WaPo:
In nature, oil is a versatile killer. It smothers the tiny animals that make up a coral reef. It suffocates blades of marsh grass, cutting them off from air and sunlight. It clumps up a bird’s feathers, leaving it unable to fly. Then, trying to remove the oil, birds swallow it.
For now, scientists are seeing the worst effects only in one corner of the Louisiana coast.
But they’re concerned about what they’re not seeing — and worried that the impact on animals and plants will only get worse.
“Now that the stuff is really sort of coming ashore, it really is living up to its potential.
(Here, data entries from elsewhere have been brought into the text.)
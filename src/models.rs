use std::fmt;
use std::marker::PhantomData;

use serde::de::{DeserializeOwned, MapAccess, Visitor};
use serde::{Deserialize, Deserializer, Serialize};
use serde_json::Value;

use crate::error::ApiError;

// ---------------------------------------------------------------------------
// Tools
// ---------------------------------------------------------------------------

/// The closed set of remote operations a user can drag into the workflow.
#[derive(Debug, Clone, Copy, PartialEq, Eq, Hash)]
pub enum ToolType {
    CheckNull,
    RemoveNull,
    GetSummary,
}

impl ToolType {
    pub const ALL: [ToolType; 3] =
        [ToolType::CheckNull, ToolType::RemoveNull, ToolType::GetSummary];

    /// Parse a drag payload. Anything outside the closed set is `None`.
    pub fn from_id(id: &str) -> Option<Self> {
        match id {
            "check_null" => Some(ToolType::CheckNull),
            "remove_null" => Some(ToolType::RemoveNull),
            "get_summary" => Some(ToolType::GetSummary),
            _ => None,
        }
    }

    /// Identifier carried in `data-tool` and the drag payload.
    pub fn id(self) -> &'static str {
        match self {
            ToolType::CheckNull => "check_null",
            ToolType::RemoveNull => "remove_null",
            ToolType::GetSummary => "get_summary",
        }
    }

    pub fn label(self) -> &'static str {
        match self {
            ToolType::CheckNull => "Check Null Values",
            ToolType::RemoveNull => "Remove Null Values",
            ToolType::GetSummary => "Get Data Summary",
        }
    }

    pub fn icon(self) -> &'static str {
        match self {
            ToolType::CheckNull => "🔍",
            ToolType::RemoveNull => "🧹",
            ToolType::GetSummary => "📊",
        }
    }

    /// Prefix for transport/decode failures of this tool's request.
    pub fn error_context(self) -> &'static str {
        match self {
            ToolType::CheckNull => "Error checking null values",
            ToolType::RemoveNull => "Error removing null values",
            ToolType::GetSummary => "Error getting summary",
        }
    }
}

impl fmt::Display for ToolType {
    fn fmt(&self, f: &mut fmt::Formatter<'_>) -> fmt::Result {
        f.write_str(self.id())
    }
}

/// Human readable label for a tool identifier, echoing unknown identifiers.
pub fn tool_name(tool_id: &str) -> String {
    ToolType::from_id(tool_id)
        .map(|tool| tool.label().to_string())
        .unwrap_or_else(|| tool_id.to_string())
}

// ---------------------------------------------------------------------------
// Workflow items
// ---------------------------------------------------------------------------

/// One dropped tool. The raw identifier is kept even when it is not a known
/// tool so the node can still be shown.
#[derive(Debug, Clone, PartialEq, Eq)]
pub struct WorkflowItem {
    pub id: u32,
    pub tool_id: String,
    pub label: String,
    pub results_html: String,
}

impl WorkflowItem {
    pub fn new(id: u32, tool_id: &str) -> Self {
        Self {
            id,
            tool_id: tool_id.to_string(),
            label: tool_name(tool_id),
            results_html: String::new(),
        }
    }
}

// ---------------------------------------------------------------------------
// Dataset handle
// ---------------------------------------------------------------------------

/// Reference to the dataset held by the remote service. Minted when a file
/// is uploaded and passed along with every later tool request.
#[derive(Debug, Clone, PartialEq, Eq, Hash, Serialize, Deserialize)]
#[serde(transparent)]
pub struct DatasetHandle(String);

impl DatasetHandle {
    pub fn generate() -> Self {
        Self(uuid::Uuid::new_v4().to_string())
    }

    pub fn from_id(id: impl Into<String>) -> Self {
        Self(id.into())
    }

    pub fn as_str(&self) -> &str {
        &self.0
    }
}

impl fmt::Display for DatasetHandle {
    fn fmt(&self, f: &mut fmt::Formatter<'_>) -> fmt::Result {
        f.write_str(&self.0)
    }
}

// ---------------------------------------------------------------------------
// Wire types
// ---------------------------------------------------------------------------

/// `[rows, cols]` as returned by the service.
#[derive(Debug, Clone, Copy, PartialEq, Eq, Serialize, Deserialize)]
pub struct Shape(pub u64, pub u64);

impl Shape {
    pub fn rows(&self) -> u64 {
        self.0
    }

    pub fn cols(&self) -> u64 {
        self.1
    }
}

/// JSON object decoded into an ordered list of `(column, value)` pairs.
#[derive(Debug, Clone, PartialEq, Eq, Default)]
pub struct ColumnMap<T>(pub Vec<(String, T)>);

impl<T> ColumnMap<T> {
    pub fn iter(&self) -> impl Iterator<Item = (&str, &T)> + '_ {
        self.0.iter().map(|(k, v)| (k.as_str(), v))
    }
}

impl<T> FromIterator<(String, T)> for ColumnMap<T> {
    fn from_iter<I: IntoIterator<Item = (String, T)>>(iter: I) -> Self {
        Self(iter.into_iter().collect())
    }
}

impl<'de, T: Deserialize<'de>> Deserialize<'de> for ColumnMap<T> {
    fn deserialize<D: Deserializer<'de>>(deserializer: D) -> Result<Self, D::Error> {
        struct ColumnMapVisitor<T>(PhantomData<T>);

        impl<'de, T: Deserialize<'de>> Visitor<'de> for ColumnMapVisitor<T> {
            type Value = ColumnMap<T>;

            fn expecting(&self, f: &mut fmt::Formatter<'_>) -> fmt::Result {
                f.write_str("an object keyed by column name")
            }

            fn visit_map<A: MapAccess<'de>>(self, mut map: A) -> Result<Self::Value, A::Error> {
                let mut entries = Vec::with_capacity(map.size_hint().unwrap_or(0));
                while let Some((key, value)) = map.next_entry::<String, T>()? {
                    entries.push((key, value));
                }
                Ok(ColumnMap(entries))
            }
        }

        deserializer.deserialize_map(ColumnMapVisitor(PhantomData))
    }
}

#[derive(Debug, Clone, PartialEq, Deserialize)]
pub struct UploadResponse {
    pub columns: Vec<String>,
    #[serde(default)]
    pub message: Option<String>,
    #[serde(default)]
    pub shape: Option<Shape>,
    #[serde(default)]
    pub dataset_id: Option<String>,
}

#[derive(Debug, Clone, PartialEq, Deserialize)]
pub struct NullCheckResponse {
    pub null_counts: ColumnMap<u64>,
    pub total_nulls: u64,
}

#[derive(Debug, Clone, Copy, PartialEq, Eq, Serialize, Deserialize)]
#[serde(rename_all = "lowercase")]
pub enum NullStrategy {
    Dropna,
    Fillna,
}

#[derive(Debug, Clone, PartialEq, Serialize)]
pub struct RemoveNullRequest {
    pub method: NullStrategy,
    #[serde(skip_serializing_if = "Option::is_none")]
    pub columns: Option<Vec<String>>,
    #[serde(skip_serializing_if = "Option::is_none")]
    pub fill_value: Option<Value>,
}

impl RemoveNullRequest {
    /// The payload the workflow tool sends: drop every row holding a null.
    pub fn dropna() -> Self {
        Self {
            method: NullStrategy::Dropna,
            columns: None,
            fill_value: None,
        }
    }
}

#[derive(Debug, Clone, PartialEq, Deserialize)]
pub struct RemoveNullResponse {
    pub new_shape: Shape,
    #[serde(default)]
    pub message: Option<String>,
}

#[derive(Debug, Clone, PartialEq, Deserialize)]
pub struct SummaryResponse {
    pub shape: Shape,
    pub columns: Vec<String>,
    pub dtypes: ColumnMap<String>,
    #[serde(default)]
    pub null_counts: Option<ColumnMap<u64>>,
}

/// Decode a response body. A truthy `error` field wins over everything else,
/// regardless of what other fields are present.
pub fn decode_envelope<T: DeserializeOwned>(body: &str) -> Result<T, ApiError> {
    let value: Value = serde_json::from_str(body)?;
    if let Some(message) = value.get("error").and_then(error_text) {
        return Err(ApiError::Remote(message));
    }
    Ok(serde_json::from_value(value)?)
}

fn error_text(value: &Value) -> Option<String> {
    match value {
        Value::Null | Value::Bool(false) => None,
        Value::String(s) if s.is_empty() => None,
        Value::Number(n) if n.as_f64() == Some(0.0) => None,
        Value::String(s) => Some(s.clone()),
        other => Some(other.to_string()),
    }
}

#[cfg(test)]
mod tests {
    use super::*;
    use serde_json::json;

    #[test]
    fn tool_name_maps_known_ids() {
        assert_eq!(tool_name("check_null"), "Check Null Values");
        assert_eq!(tool_name("remove_null"), "Remove Null Values");
        assert_eq!(tool_name("get_summary"), "Get Data Summary");
    }

    #[test]
    fn tool_name_echoes_unknown_ids() {
        assert_eq!(tool_name("fill_null"), "fill_null");
        assert_eq!(tool_name(""), "");
        assert_eq!(tool_name("Check_Null"), "Check_Null");
    }

    #[test]
    fn tool_ids_round_trip() {
        for tool in ToolType::ALL {
            assert_eq!(ToolType::from_id(tool.id()), Some(tool));
        }
    }

    #[test]
    fn workflow_item_starts_with_empty_results() {
        let item = WorkflowItem::new(3, "get_summary");
        assert_eq!(item.label, "Get Data Summary");
        assert_eq!(item.tool_id, "get_summary");
        assert!(item.results_html.is_empty());

        let unknown = WorkflowItem::new(4, "mystery");
        assert_eq!(unknown.label, "mystery");
        assert_eq!(unknown.tool_id, "mystery");
    }

    #[test]
    fn generated_handles_are_distinct() {
        assert_ne!(DatasetHandle::generate(), DatasetHandle::generate());
    }

    #[test]
    fn dropna_payload_is_minimal() {
        let body = serde_json::to_value(RemoveNullRequest::dropna()).unwrap();
        assert_eq!(body, json!({ "method": "dropna" }));
    }

    #[test]
    fn fillna_payload_keeps_optional_fields() {
        let req = RemoveNullRequest {
            method: NullStrategy::Fillna,
            columns: Some(vec!["age".into()]),
            fill_value: Some(json!(0)),
        };
        let body = serde_json::to_value(req).unwrap();
        assert_eq!(body, json!({ "method": "fillna", "columns": ["age"], "fill_value": 0 }));
    }

    #[test]
    fn upload_response_accepts_extra_fields() {
        let body = r#"{"message":"File uploaded successfully","columns":["a","b"],"shape":[10,2]}"#;
        let resp: UploadResponse = decode_envelope(body).unwrap();
        assert_eq!(resp.columns, vec!["a", "b"]);
        assert_eq!(resp.shape, Some(Shape(10, 2)));
        assert_eq!(resp.dataset_id, None);
    }

    #[test]
    fn column_maps_keep_server_order() {
        let body = r#"{"null_counts":{"zeta":1,"alpha":0,"mid":4},"total_nulls":5}"#;
        let resp: NullCheckResponse = decode_envelope(body).unwrap();
        let cols: Vec<&str> = resp.null_counts.iter().map(|(c, _)| c).collect();
        assert_eq!(cols, vec!["zeta", "alpha", "mid"]);
        assert_eq!(resp.total_nulls, 5);
    }

    #[test]
    fn error_field_wins() {
        let body = r#"{"error":"No data loaded"}"#;
        let err = decode_envelope::<NullCheckResponse>(body).unwrap_err();
        assert_eq!(err, ApiError::Remote("No data loaded".into()));

        // even when the success fields are also present
        let body = r#"{"error":"boom","new_shape":[1,1]}"#;
        let err = decode_envelope::<RemoveNullResponse>(body).unwrap_err();
        assert_eq!(err, ApiError::Remote("boom".into()));
    }

    #[test]
    fn falsy_error_fields_are_ignored() {
        for err in [json!(null), json!(""), json!(false), json!(0)] {
            let body = json!({ "error": err, "new_shape": [3, 2] }).to_string();
            let resp: RemoveNullResponse = decode_envelope(&body).unwrap();
            assert_eq!(resp.new_shape, Shape(3, 2));
        }
    }

    #[test]
    fn non_json_body_is_a_decode_error() {
        let err = decode_envelope::<SummaryResponse>("<!doctype html>").unwrap_err();
        assert!(matches!(err, ApiError::Decode(_)));
    }

    #[test]
    fn missing_fields_are_a_decode_error() {
        let err = decode_envelope::<SummaryResponse>(r#"{"shape":[1,1]}"#).unwrap_err();
        assert!(matches!(err, ApiError::Decode(_)));
    }
}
It’s certainly breached the sort of outer defense system of Louisiana,” said James H. Cowan Jr., a professor at Louisiana State University. “It’s the very worst-case scenario, for things like birds and mammals.”
[...]
On Tuesday morning, Louisiana scientists ventured out here into Barataria Bay, looking for oil and oil-covered animals. They found both.
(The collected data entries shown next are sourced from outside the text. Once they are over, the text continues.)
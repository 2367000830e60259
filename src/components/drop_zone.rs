use wasm_bindgen::{JsCast, JsValue};
use web_sys::{Document, DragEvent, Element, Event, FileList, HtmlInputElement};

use crate::constants::{
    DROP_ZONE_ACTIVE_BORDER, DROP_ZONE_ID, DROP_ZONE_IDLE_BORDER, FILE_INPUT_ID,
};
use crate::dom_utils::{claim_listeners, listen, require_by_id, set_border_color};
use crate::messages::Message;
use crate::state::dispatch_global_message;

/// Wire the drop zone and the file picker. Both upload only the first file.
pub fn attach(document: &Document) -> Result<(), JsValue> {
    let drop_zone = require_by_id(document, DROP_ZONE_ID)?;
    let file_input = require_by_id(document, FILE_INPUT_ID)?;

    if claim_listeners(&drop_zone, "drop-zone")? {
        wire_drop_zone(&drop_zone)?;
    }
    if claim_listeners(&file_input, "file-input")? {
        listen(&file_input, "change", move |e: Event| {
            let files = e
                .target()
                .and_then(|t| t.dyn_into::<HtmlInputElement>().ok())
                .and_then(|input| input.files());
            if let Some(files) = files {
                upload_first(&files);
            }
        })?;
    }

    Ok(())
}

fn wire_drop_zone(drop_zone: &Element) -> Result<(), JsValue> {
    {
        let zone = drop_zone.clone();
        listen(drop_zone, "dragover", move |e: DragEvent| {
            e.prevent_default();
            set_border_color(&zone, DROP_ZONE_ACTIVE_BORDER);
        })?;
    }

    {
        let zone = drop_zone.clone();
        listen(drop_zone, "dragleave", move |_: DragEvent| {
            set_border_color(&zone, DROP_ZONE_IDLE_BORDER);
        })?;
    }

    let zone = drop_zone.clone();
    listen(drop_zone, "drop", move |e: DragEvent| {
        e.prevent_default();
        set_border_color(&zone, DROP_ZONE_IDLE_BORDER);
        if let Some(files) = e.data_transfer().and_then(|dt| dt.files()) {
            upload_first(&files);
        }
    })
}

fn upload_first(files: &FileList) {
    if let Some(file) = files.get(0) {
        dispatch_global_message(Message::FileSelected(file));
    }
}
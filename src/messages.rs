// src/messages.rs
//
// Events the controller reacts to, and the side effects the reducer asks for.
//
use crate::error::ApiError;
use crate::models::{
    DatasetHandle, NullCheckResponse, RemoveNullResponse, SummaryResponse, ToolType,
    UploadResponse, WorkflowItem,
};
use crate::toast::Notification;

#[derive(Debug, Clone)]
pub enum Message {
    // File upload
    FileSelected(web_sys::File),         // Drop zone or file picker produced a file
    UploadSucceeded {
        dataset: DatasetHandle,           // Handle minted when the upload was issued
        response: UploadResponse,
    },
    UploadFailed(ApiError),

    // Workflow
    ToolDropped(String),                 // Raw `text/plain` payload of a workflow drop

    // Tool results
    NullCheckLoaded(NullCheckResponse),
    NullsRemoved(RemoveNullResponse),
    SummaryLoaded(SummaryResponse),
    ToolFailed {
        tool: ToolType,
        error: ApiError,
    },
}

/// Side effects produced by `update`. Executed by `command_executors` once
/// the state borrow has been released.
#[derive(Debug, Clone)]
pub enum Command {
    /// POST the file to `/upload` under the given handle
    UploadFile {
        file: web_sys::File,
        dataset: DatasetHandle,
    },

    /// Fire the remote request behind a tool
    RunTool {
        tool: ToolType,
        dataset: Option<DatasetHandle>,
    },

    /// Append a node to the workflow container
    AppendWorkflowItem(WorkflowItem),

    /// Prepend a banner or results block to the results container
    Notify(Notification),
}

impl Command {
    pub fn notify(notification: Notification) -> Self {
        Command::Notify(notification)
    }

    /// True for commands that talk to the remote service.
    pub fn is_network(&self) -> bool {
        matches!(self, Command::UploadFile { .. } | Command::RunTool { .. })
    }
}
Near Isle Grande Terre, a brown pelican — the state bird — sat atop a piling, its chest and head feathers matted down with oil. As the boat approached, it flew away. But within seconds, the pelican alighted on a nearby rock. It was already too weak to fly long distances.
“It’s hard to capture a bird unless it’s totally oiled, or it’s dead,” said Rowan Gould, acting director of the U.S. Fish and Wildlife Service.
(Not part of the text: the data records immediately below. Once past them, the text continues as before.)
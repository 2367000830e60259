use wasm_bindgen::prelude::*;

pub mod command_executors;
pub mod components;
pub mod constants; // Module for constants and default values
pub mod dom_utils;
pub mod error;
pub mod messages; // Message / Command enums
pub mod models;
pub mod network;
pub mod state;
pub mod toast;
pub mod ui;
pub mod update; // Reducer
pub mod views; // Text / HTML builders

// Main entry point for the WASM application
#[wasm_bindgen(start)]
pub fn start() -> Result<(), JsValue> {
    // Initialize better panic messages
    console_error_panic_hook::set_once();
    // Route `tracing` events to the browser console
    tracing_wasm::set_as_global_default();

    network::init_api_config();

    let document =
        dom_utils::document().ok_or_else(|| JsValue::from_str("no document on window"))?;

    // Build any part of the layout the page does not provide
    ui::setup::create_base_ui(&document)?;

    // Wire the DOM events
    components::drop_zone::attach(&document)?;
    let tools = components::tool_palette::attach(&document)?;
    components::workflow_canvas::attach(&document)?;

    tracing::info!(tools, "workbench ready");
    Ok(())
}
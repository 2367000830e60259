// Default values and DOM contract - these are the single source of truth for
// ids, class names and timings shared between the components.

// Remote service
pub const DEFAULT_API_BASE_URL: &str = "http://localhost:5000";
pub const DATASET_ID_PARAM: &str = "dataset_id";

// Notifications
pub const NOTIFICATION_TTL_MS: u32 = 5000;

// Element ids the page is expected to provide (created by `ui::setup` when missing)
pub const DROP_ZONE_ID: &str = "dropZone";
pub const FILE_INPUT_ID: &str = "fileInput";
pub const WORKFLOW_CONTAINER_ID: &str = "workflowContainer";
pub const RESULTS_CONTAINER_ID: &str = "resultsContainer";
pub const TOOL_PALETTE_ID: &str = "toolPalette";

// Class names
pub const TOOL_ITEM_CLASS: &str = "tool-item";
pub const DRAGGING_CLASS: &str = "dragging";
pub const WORKFLOW_ITEM_CLASS: &str = "workflow-item";
pub const WORKFLOW_ITEM_RESULTS_CLASS: &str = "workflow-item-results";
pub const ERROR_MESSAGE_CLASS: &str = "error-message";
pub const SUCCESS_MESSAGE_CLASS: &str = "success-message";
pub const RESULTS_MESSAGE_CLASS: &str = "results-message";

// Drag payload
pub const TOOL_DRAG_FORMAT: &str = "text/plain";

// Drop zone border feedback
pub const DROP_ZONE_ACTIVE_BORDER: &str = "#4CAF50";
pub const DROP_ZONE_IDLE_BORDER: &str = "#ccc";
The official count of the spill so far: 377 birds, most dead, some captured alive. Dozens more turtles and dolphins have been found dead, but scientists are still conducting tests to determine how many of them died because of exposure to oil.
They say that this is a fraction of the total animals impacted. Some, like this pelican, are still strong enough to evade capture. Others might die at sea, or deep inside marshes, and might be eaten before any human spots them.